In the past, complete separation of stereo signals has been accomplished through the utilization of ear phones in which a left channel is applied to the left ear phone and the right channel is applied to the right ear phone. While in 1960 Benjamin Bauer of CBS Laboratories described an effort to make ear phones sound more like loud speakers by simulating the delayed leakage of the left speaker output to the right ear of a listener and vice versa, up until recently, there has been very little effort made to increase stereo separation when utilizing loud speakers.
It will be appreciated that there is a certain amount of mixing of sounds from the left and right speakers at the listener's ears due to the fact that sounds from the left speaker, for instance, will arrive first at the left ear, then at the right ear of a listener. The sounds which arrive at the right ear are mixed with sounds arriving at the right ear from the right channel speaker. Thus the separation which was initially established by virtue of recording techniques is in some sense destroyed since one ear can hear sounds produced by both the stereo speakers.

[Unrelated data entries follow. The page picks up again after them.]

//! Argmax decoding and classification metrics.
//!
//! These only look at predicted and true class indices; they never touch
//! model parameters.

use crate::error::{Result, SoftmaxError};

/// Index of the maximum element; the first of several equal maxima wins.
/// Returns 0 for an empty slice.
pub fn argmax(row: &[f64]) -> usize {
    let mut best = 0;
    for (k, &v) in row.iter().enumerate().skip(1) {
        if v > row[best] {
            best = k;
        }
    }
    best
}

/// Fraction of exact matches between `predictions` and `labels`.
pub fn accuracy(predictions: &[usize], labels: &[usize]) -> Result<f64> {
    if predictions.len() != labels.len() {
        return Err(SoftmaxError::LengthMismatch {
            what: "accuracy labels",
            expected: predictions.len(),
            actual: labels.len(),
        });
    }
    if labels.is_empty() {
        return Err(SoftmaxError::EmptyInput("accuracy labels"));
    }
    let correct = predictions.iter().zip(labels).filter(|(p, y)| p == y).count();
    Ok(correct as f64 / labels.len() as f64)
}

/// `counts[true][predicted]`, `n_classes` square.
///
/// Labels or predictions outside `0..n_classes` are rejected.
pub fn confusion_matrix(
    predictions: &[usize],
    labels: &[usize],
    n_classes: usize,
) -> Result<Vec<Vec<usize>>> {
    if predictions.len() != labels.len() {
        return Err(SoftmaxError::LengthMismatch {
            what: "confusion matrix labels",
            expected: predictions.len(),
            actual: labels.len(),
        });
    }
    let mut counts = vec![vec![0usize; n_classes]; n_classes];
    for (&p, &y) in predictions.iter().zip(labels) {
        if p >= n_classes || y >= n_classes {
            return Err(SoftmaxError::InvalidLabel(format!(
                "class {} outside 0..{n_classes}",
                p.max(y)
            )));
        }
        counts[y][p] += 1;
    }
    Ok(counts)
}

#[cfg(test)]
mod tests {
    use super::*;

    #[test]
    fn argmax_breaks_ties_low() {
        assert_eq!(argmax(&[0.2, 0.5, 0.3]), 1);
        assert_eq!(argmax(&[0.4, 0.4, 0.2]), 0);
        assert_eq!(argmax(&[0.1, 0.45, 0.45]), 1);
        assert_eq!(argmax(&[]), 0);
    }

    #[test]
    fn accuracy_counts_matches() {
        assert_eq!(accuracy(&[0, 1, 2, 2], &[0, 1, 1, 2]).unwrap(), 0.75);
        assert!(matches!(
            accuracy(&[0, 1], &[0]),
            Err(SoftmaxError::LengthMismatch { .. })
        ));
        assert!(accuracy(&[], &[]).is_err());
    }

    #[test]
    fn confusion_rows_are_true_classes() {
        let cm = confusion_matrix(&[0, 1, 1, 2], &[0, 1, 2, 2], 3).unwrap();
        assert_eq!(cm, vec![vec![1, 0, 0], vec![0, 1, 0], vec![0, 1, 1]]);
        assert!(confusion_matrix(&[3], &[0], 3).is_err());
    }
}
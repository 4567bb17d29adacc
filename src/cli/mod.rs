//! Command line front end for training, prediction and evaluation.

pub mod args;
pub mod commands;

pub use args::*;
pub use commands::execute_command;
pub mod error;
pub mod config;
pub mod math;
pub mod activation;
pub mod loss;
pub mod optim;
pub mod model;
pub mod train;
pub mod eval;
pub mod data;
pub mod cli;

// Convenience re-exports
pub use error::{Result, SoftmaxError};
pub use config::Hyperparams;
pub use math::matrix::Matrix;
pub use model::softmax_regression::SoftmaxRegression;
pub use model::handle::ModelHandle;
pub use data::csv::Dataset;
pub use train::{FitConfig, FitReport, IterationStats};
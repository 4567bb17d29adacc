use ferrite_softmax::data::toy;
use ferrite_softmax::{Matrix, SoftmaxRegression};

fn main() -> ferrite_softmax::Result<()> {
    let ds = toy::three_clusters();

    let mut model = SoftmaxRegression::new(0.1, 2000, 1e-3);
    model.fit(&ds.features, &ds.labels)?;

    let history = model.loss_history();
    for (i, loss) in history.iter().enumerate().step_by(250) {
        println!("Iteration {i}: loss = {loss:.6}");
    }
    println!("training accuracy: {:.4}", model.accuracy(&ds.features, &ds.labels)?);

    let probe = Matrix::from_rows(vec![
        vec![-1.0, -0.8],
        vec![0.1, 1.2],
        vec![2.1, 2.0],
    ])?;
    let probs = model.predict_probabilities(&probe)?;
    let classes = model.predict(&probe)?;
    for ((x, p), class) in probe.iter_rows().zip(probs.iter_rows()).zip(classes) {
        println!("Input: {x:?} -> class {class} {p:.4?}");
    }
    Ok(())
}
//! CSV dataset loading.
//!
//! Supported format:
//! - UTF-8, comma-separated
//! - A header row is required; the label column is located by name and
//!   every other column is a feature, in header order
//! - Double-quoted fields with embedded commas are handled
//! - Blank lines are skipped
//!
//! Labels must be non-negative integers; features must parse as `f64`.

use std::path::Path;

use log::debug;

use crate::error::{Result, SoftmaxError};
use crate::math::matrix::Matrix;

// ---------------------------------------------------------------------------
// Public types
// ---------------------------------------------------------------------------

/// Feature matrix plus integer class labels, one per row.
#[derive(Debug, Clone)]
pub struct Dataset {
    pub feature_names: Vec<String>,
    pub features: Matrix,
    pub labels: Vec<usize>,
}

impl Dataset {
    pub fn len(&self) -> usize {
        self.labels.len()
    }

    pub fn is_empty(&self) -> bool {
        self.labels.is_empty()
    }

    /// `max(label) + 1`, the class count a fit on this data will derive.
    pub fn class_count(&self) -> usize {
        self.labels.iter().copied().max().map_or(0, |m| m + 1)
    }
}

// ---------------------------------------------------------------------------
// Public API
// ---------------------------------------------------------------------------

/// Reads and parses a labelled CSV file. See [`parse_dataset`].
pub fn load_dataset(path: impl AsRef<Path>, label_column: &str) -> Result<Dataset> {
    let text = std::fs::read_to_string(path.as_ref())?;
    parse_dataset(&text, label_column)
}

/// Parses labelled CSV text whose header contains `label_column`.
pub fn parse_dataset(text: &str, label_column: &str) -> Result<Dataset> {
    let (header, rows) = split_header(text)?;

    let label_idx = header.iter().position(|h| h.trim() == label_column).ok_or_else(|| {
        SoftmaxError::format(format!("no column named '{label_column}' in CSV header"))
    })?;
    if header.len() < 2 {
        return Err(SoftmaxError::format(
            "CSV needs at least one feature column besides the label",
        ));
    }

    let feature_names: Vec<String> = header.iter()
        .enumerate()
        .filter(|(i, _)| *i != label_idx)
        .map(|(_, h)| h.trim().to_string())
        .collect();

    let mut features = Vec::new();
    let mut labels = Vec::new();

    for (line_no, cells) in rows {
        check_width(&cells, header.len(), line_no)?;

        let mut feats = Vec::with_capacity(feature_names.len());
        for (j, cell) in cells.iter().enumerate() {
            if j == label_idx {
                labels.push(parse_label(cell, line_no)?);
            } else {
                feats.push(parse_float(cell, line_no)?);
            }
        }
        features.push(feats);
    }

    if labels.is_empty() {
        return Err(SoftmaxError::EmptyInput("CSV data rows"));
    }

    debug!(
        "parsed CSV dataset: {} rows, {} features, label column '{label_column}'",
        labels.len(),
        feature_names.len()
    );

    Ok(Dataset {
        feature_names,
        features: Matrix::from_rows(features)?,
        labels,
    })
}

/// Reads and parses an unlabelled CSV file. See [`parse_features`].
pub fn load_features(path: impl AsRef<Path>) -> Result<(Vec<String>, Matrix)> {
    let text = std::fs::read_to_string(path.as_ref())?;
    parse_features(&text)
}

/// Parses CSV text where every column is a feature (header required).
pub fn parse_features(text: &str) -> Result<(Vec<String>, Matrix)> {
    let (header, rows) = split_header(text)?;
    let names: Vec<String> = header.iter().map(|h| h.trim().to_string()).collect();

    let mut features = Vec::new();
    for (line_no, cells) in rows {
        check_width(&cells, header.len(), line_no)?;
        features.push(
            cells.iter()
                .map(|c| parse_float(c, line_no))
                .collect::<Result<Vec<f64>>>()?,
        );
    }
    Ok((names, Matrix::from_rows(features)?))
}

// ---------------------------------------------------------------------------
// Private helpers
// ---------------------------------------------------------------------------

type Rows = Vec<(usize, Vec<String>)>;

/// Splits into header cells and `(1-based line number, cells)` data rows.
fn split_header(text: &str) -> Result<(Vec<String>, Rows)> {
    let mut lines = text.lines()
        .enumerate()
        .map(|(i, l)| (i + 1, l.trim()))
        .filter(|(_, l)| !l.is_empty());

    let (_, header_line) = lines.next()
        .ok_or_else(|| SoftmaxError::format("CSV is empty; a header row is required"))?;
    let header = parse_csv_row(header_line);
    let rows = lines.map(|(n, l)| (n, parse_csv_row(l))).collect();
    Ok((header, rows))
}

fn check_width(cells: &[String], expected: usize, line_no: usize) -> Result<()> {
    if cells.len() != expected {
        return Err(SoftmaxError::shape(format!(
            "line {line_no}: expected {expected} columns, got {}",
            cells.len()
        )));
    }
    Ok(())
}

/// Parses a single CSV row, handling double-quoted fields.
fn parse_csv_row(line: &str) -> Vec<String> {
    let mut fields = Vec::new();
    let mut current = String::new();
    let mut in_quotes = false;
    let mut chars = line.chars().peekable();

    while let Some(c) = chars.next() {
        match c {
            '"' if in_quotes && chars.peek() == Some(&'"') => {
                // Escaped quote inside quoted field.
                current.push('"');
                chars.next();
            }
            '"' => in_quotes = !in_quotes,
            ',' if !in_quotes => fields.push(std::mem::take(&mut current)),
            c => current.push(c),
        }
    }
    fields.push(current);
    fields
}

fn parse_float(cell: &str, line_no: usize) -> Result<f64> {
    cell.trim().parse::<f64>().map_err(|_| {
        SoftmaxError::format(format!("line {line_no}: '{cell}' is not a valid number"))
    })
}

fn parse_label(cell: &str, line_no: usize) -> Result<usize> {
    cell.trim().parse::<usize>().map_err(|_| {
        SoftmaxError::InvalidLabel(format!(
            "line {line_no}: '{cell}' is not a non-negative integer class index"
        ))
    })
}
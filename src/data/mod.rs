pub mod csv;
pub mod export;
pub mod toy;

pub use csv::{load_dataset, load_features, parse_dataset, parse_features, Dataset};
pub use export::{write_loss_csv, write_points_csv};
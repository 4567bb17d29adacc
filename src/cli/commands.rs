//! Command implementations.

use std::fs;
use std::path::Path;

use anyhow::{Context, Result};
use log::info;

use crate::cli::args::*;
use crate::config::Hyperparams;
use crate::data::{self, toy};
use crate::eval::metrics;
use crate::math::matrix::Matrix;
use crate::model::softmax_regression::SoftmaxRegression;

/// Execute a CLI command.
pub fn execute_command(args: SoftmaxArgs) -> Result<()> {
    match args.command {
        Command::Train(train_args) => train(train_args),
        Command::Predict(predict_args) => predict(predict_args),
        Command::Evaluate(evaluate_args) => evaluate(evaluate_args),
        Command::Demo(demo_args) => demo(demo_args),
    }
}

/// Config file values, then individual flag overrides, then validation.
fn resolve_hyperparams(args: &TrainArgs) -> Result<Hyperparams> {
    let mut hp = match &args.config {
        Some(path) => Hyperparams::load_json(path)
            .with_context(|| format!("failed to read config {}", path.display()))?,
        None => Hyperparams::default(),
    };
    if let Some(lr) = args.learning_rate {
        hp.learning_rate = lr;
    }
    if let Some(iterations) = args.iterations {
        hp.iterations = iterations;
    }
    if let Some(lambda) = args.regularization {
        hp.regularization = lambda;
    }
    hp.validate()?;
    Ok(hp)
}

fn ensure_parent_dir(path: &Path) -> Result<()> {
    if let Some(parent) = path.parent().filter(|p| !p.as_os_str().is_empty()) {
        fs::create_dir_all(parent)
            .with_context(|| format!("failed to create {}", parent.display()))?;
    }
    Ok(())
}

fn train(args: TrainArgs) -> Result<()> {
    let hp = resolve_hyperparams(&args)?;
    let dataset = data::load_dataset(&args.data, &args.label)
        .with_context(|| format!("failed to load dataset {}", args.data.display()))?;
    info!(
        "loaded {} rows, {} features, {} classes from {}",
        dataset.len(),
        dataset.feature_names.len(),
        dataset.class_count(),
        args.data.display()
    );

    let mut model = SoftmaxRegression::from_hyperparams(hp);
    if let Some(seed) = args.seed {
        model = model.with_seed(seed);
    }
    let report = model.fit(&dataset.features, &dataset.labels)?;
    let acc = model.accuracy(&dataset.features, &dataset.labels)?;

    println!("training accuracy: {acc:.4}");
    if let Some(loss) = report.final_loss {
        println!("final loss: {loss:.6} after {} iterations", report.iterations_run);
    }

    ensure_parent_dir(&args.out)?;
    model.save_json(&args.out)
        .with_context(|| format!("failed to save model to {}", args.out.display()))?;
    println!("model saved to {}", args.out.display());

    if let Some(loss_csv) = &args.loss_csv {
        ensure_parent_dir(loss_csv)?;
        data::write_loss_csv(loss_csv, model.loss_history())
            .with_context(|| format!("failed to write {}", loss_csv.display()))?;
        println!("loss curve written to {}", loss_csv.display());
    }
    Ok(())
}

/// Loads prediction inputs, dropping the label column when one is named.
fn load_inputs(args: &PredictArgs) -> Result<(Matrix, Option<Vec<usize>>)> {
    match &args.label {
        Some(label) => {
            let ds = data::load_dataset(&args.data, label)
                .with_context(|| format!("failed to load dataset {}", args.data.display()))?;
            Ok((ds.features, Some(ds.labels)))
        }
        None => {
            let (_, x) = data::load_features(&args.data)
                .with_context(|| format!("failed to load features {}", args.data.display()))?;
            Ok((x, None))
        }
    }
}

fn load_model(path: &Path) -> Result<SoftmaxRegression> {
    SoftmaxRegression::load_json(path)
        .with_context(|| format!("failed to load model {}", path.display()))
}

fn predict(args: PredictArgs) -> Result<()> {
    let model = load_model(&args.model)?;
    let (x, labels) = load_inputs(&args)?;
    let probabilities = model.predict_probabilities(&x)?;

    match &args.out {
        Some(out) => {
            ensure_parent_dir(out)?;
            data::write_points_csv(out, &x, labels.as_deref(), &probabilities)?;
            println!("{} predictions written to {}", x.rows(), out.display());
        }
        None => {
            for (i, row) in probabilities.iter_rows().enumerate() {
                let probs: Vec<String> = row.iter().map(|p| format!("{p:.4}")).collect();
                println!("{i}\t{}\t[{}]", metrics::argmax(row), probs.join(", "));
            }
        }
    }
    Ok(())
}

fn evaluate(args: EvaluateArgs) -> Result<()> {
    let model = load_model(&args.model)?;
    let ds = data::load_dataset(&args.data, &args.label)
        .with_context(|| format!("failed to load dataset {}", args.data.display()))?;

    let predictions = model.predict(&ds.features)?;
    let acc = metrics::accuracy(&predictions, &ds.labels)?;
    let n_classes = model.n_classes().unwrap_or(0).max(ds.class_count());
    let confusion = metrics::confusion_matrix(&predictions, &ds.labels, n_classes)?;

    println!("accuracy: {acc:.4} ({} samples)", ds.len());
    println!("confusion matrix (rows = true class, cols = predicted):");
    for (k, row) in confusion.iter().enumerate() {
        let cells: Vec<String> = row.iter().map(|c| format!("{c:>5}")).collect();
        println!("  {k:>3} |{}", cells.join(""));
    }
    Ok(())
}

fn demo(args: DemoArgs) -> Result<()> {
    let ds = toy::three_clusters();
    let mut model = SoftmaxRegression::new(0.1, 2000, 1e-3);
    model.fit(&ds.features, &ds.labels)?;
    println!("training accuracy (toy): {:.4}", model.accuracy(&ds.features, &ds.labels)?);

    fs::create_dir_all(&args.out_dir)
        .with_context(|| format!("failed to create {}", args.out_dir.display()))?;

    let train_path = args.out_dir.join("softmax_train_points.csv");
    let train_probs = model.predict_probabilities(&ds.features)?;
    data::write_points_csv(&train_path, &ds.features, Some(ds.labels.as_slice()), &train_probs)?;

    let probe = toy::three_clusters_probe();
    let test_path = args.out_dir.join("softmax_test_points.csv");
    let test_probs = model.predict_probabilities(&probe)?;
    data::write_points_csv(&test_path, &probe, None, &test_probs)?;

    let loss_path = args.out_dir.join("softmax_toy_loss.csv");
    data::write_loss_csv(&loss_path, model.loss_history())?;

    println!("wrote:");
    for p in [&train_path, &test_path, &loss_path] {
        println!("  - {}", p.display());
    }
    Ok(())
}

#[cfg(test)]
mod tests {
    use super::*;
    use clap::Parser;

    #[test]
    fn train_then_evaluate_and_predict() {
        let dir = tempfile::tempdir().unwrap();
        let csv = dir.path().join("train.csv");
        fs::write(
            &csv,
            "a,b,urgencia\n-1,-1,0\n-1.2,-0.8,0\n1,1,1\n1.1,0.9,1\n",
        ).unwrap();
        let model_path = dir.path().join("models/m.json");
        let loss_path = dir.path().join("loss.csv");

        let args = SoftmaxArgs::try_parse_from([
            "ferrite-softmax", "train",
            "--data", csv.to_str().unwrap(),
            "--label", "urgencia",
            "--out", model_path.to_str().unwrap(),
            "--iterations", "300",
            "--loss-csv", loss_path.to_str().unwrap(),
        ]).unwrap();
        execute_command(args).unwrap();
        assert!(model_path.exists());
        assert_eq!(fs::read_to_string(&loss_path).unwrap().lines().count(), 301);

        let out = dir.path().join("pred.csv");
        let args = SoftmaxArgs::try_parse_from([
            "ferrite-softmax", "predict",
            "--model", model_path.to_str().unwrap(),
            "--data", csv.to_str().unwrap(),
            "--label", "urgencia",
            "--out", out.to_str().unwrap(),
        ]).unwrap();
        execute_command(args).unwrap();
        assert_eq!(fs::read_to_string(&out).unwrap().lines().count(), 5);

        let args = SoftmaxArgs::try_parse_from([
            "ferrite-softmax", "evaluate",
            "--model", model_path.to_str().unwrap(),
            "--data", csv.to_str().unwrap(),
            "--label", "urgencia",
        ]).unwrap();
        execute_command(args).unwrap();
    }

    #[test]
    fn flags_override_config_and_are_validated() {
        let dir = tempfile::tempdir().unwrap();
        let config = dir.path().join("hp.json");
        fs::write(&config, r#"{"learning_rate": 0.5, "iterations": 10}"#).unwrap();

        let args = SoftmaxArgs::try_parse_from([
            "ferrite-softmax", "train",
            "--data", "d.csv", "--label", "y",
            "--config", config.to_str().unwrap(),
            "--iterations", "20",
        ]).unwrap();
        let Command::Train(train_args) = args.command else { panic!("expected train") };
        let hp = resolve_hyperparams(&train_args).unwrap();
        assert_eq!(hp, Hyperparams::new(0.5, 20, 1e-3));

        let args = SoftmaxArgs::try_parse_from([
            "ferrite-softmax", "train",
            "--data", "/nonexistent.csv", "--label", "y",
            "--learning-rate", "0",
        ]).unwrap();
        let Command::Train(train_args) = args.command else { panic!("expected train") };
        assert!(resolve_hyperparams(&train_args).is_err());
    }

    #[test]
    fn demo_writes_all_exports() {
        let dir = tempfile::tempdir().unwrap();
        demo(DemoArgs { out_dir: dir.path().to_path_buf() }).unwrap();
        for name in ["softmax_train_points.csv", "softmax_test_points.csv", "softmax_toy_loss.csv"] {
            assert!(dir.path().join(name).exists());
        }
    }
}
use crate::loss::cross_entropy::Gradients;
use crate::math::matrix::Matrix;

/// Plain full-batch gradient descent: `theta -= learning_rate * grad`.
#[derive(Debug, Clone, Copy)]
pub struct GradientDescent {
    pub learning_rate: f64,
}

impl GradientDescent {
    pub fn new(learning_rate: f64) -> GradientDescent {
        GradientDescent { learning_rate }
    }

    /// Applies one update to the weight matrix and bias vector in place.
    pub fn step(&self, weights: &mut Matrix, bias: &mut [f64], grads: &Gradients) {
        *weights = &*weights - &grads.weights.scale(self.learning_rate);
        for (b, g) in bias.iter_mut().zip(&grads.bias) {
            *b -= self.learning_rate * g;
        }
    }
}

#[cfg(test)]
mod tests {
    use super::*;

    #[test]
    fn moves_against_the_gradient() {
        let mut w = Matrix::from_rows(vec![vec![1.0, 1.0]]).unwrap();
        let mut b = vec![0.0, 0.0];
        let grads = Gradients {
            weights: Matrix::from_rows(vec![vec![2.0, -2.0]]).unwrap(),
            bias: vec![1.0, -1.0],
        };
        GradientDescent::new(0.5).step(&mut w, &mut b, &grads);
        assert_eq!(w.to_flat(), vec![0.0, 2.0]);
        assert_eq!(b, vec![-0.5, 0.5]);
    }
}
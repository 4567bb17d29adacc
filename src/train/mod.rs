pub mod fit_config;
pub mod iteration_stats;
pub mod loop_fn;

pub use fit_config::FitConfig;
pub use iteration_stats::{FitReport, IterationStats};
pub use loop_fn::fit_loop;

While Benjamin Bauer did suggest the aforementioned method to make ear phones sound more like loud speakers, he also suggested the reverse; that it would be possible to cancel stereo mixing when using loud speakers and suggested that this would give loud speakers the separation of head phones.
Subsequent work on stereo loud speaker separation was done in Germany by Damaska et al. In the Damaska et al system, the right signal is delayed by the transit time for a sound to cross the listener's face to the left ear. This delayed signal is then frequency contoured, inverted and added to the left speaker signal. The correction signal in the left speaker is then used to acoustically cancel the right speaker leakage at the left ear. The same is done between the left and right channels such that acoustic cross-talk between the ears is presumably cancelled.
One of the basis difficulties with delaying the left channel or right channel speaker signals is that there is a broad central region in which there is a "muddying" effect. This effect is due to the utilization of the full left and right channel signals. Note, in the central region no left/right information exists and this signal is essentially a monaural signal. As a result, not only is there frequency distortion, but also volume attenuation. The frequency distortion is due to a comb filtering effect in which the levels of various frequency components are increased or decreased in the central region. Thus the clarity and fidelity of the original recording is lost for central region produced sound.
Moreover, in most recordings the most important sound producing instruments or performers create their sound at center stage. Thus the muddying or frequency distortion of sounds at center stage creates significant problems in a stereo reproduction system when utilizing the aforementioned enhancement technique.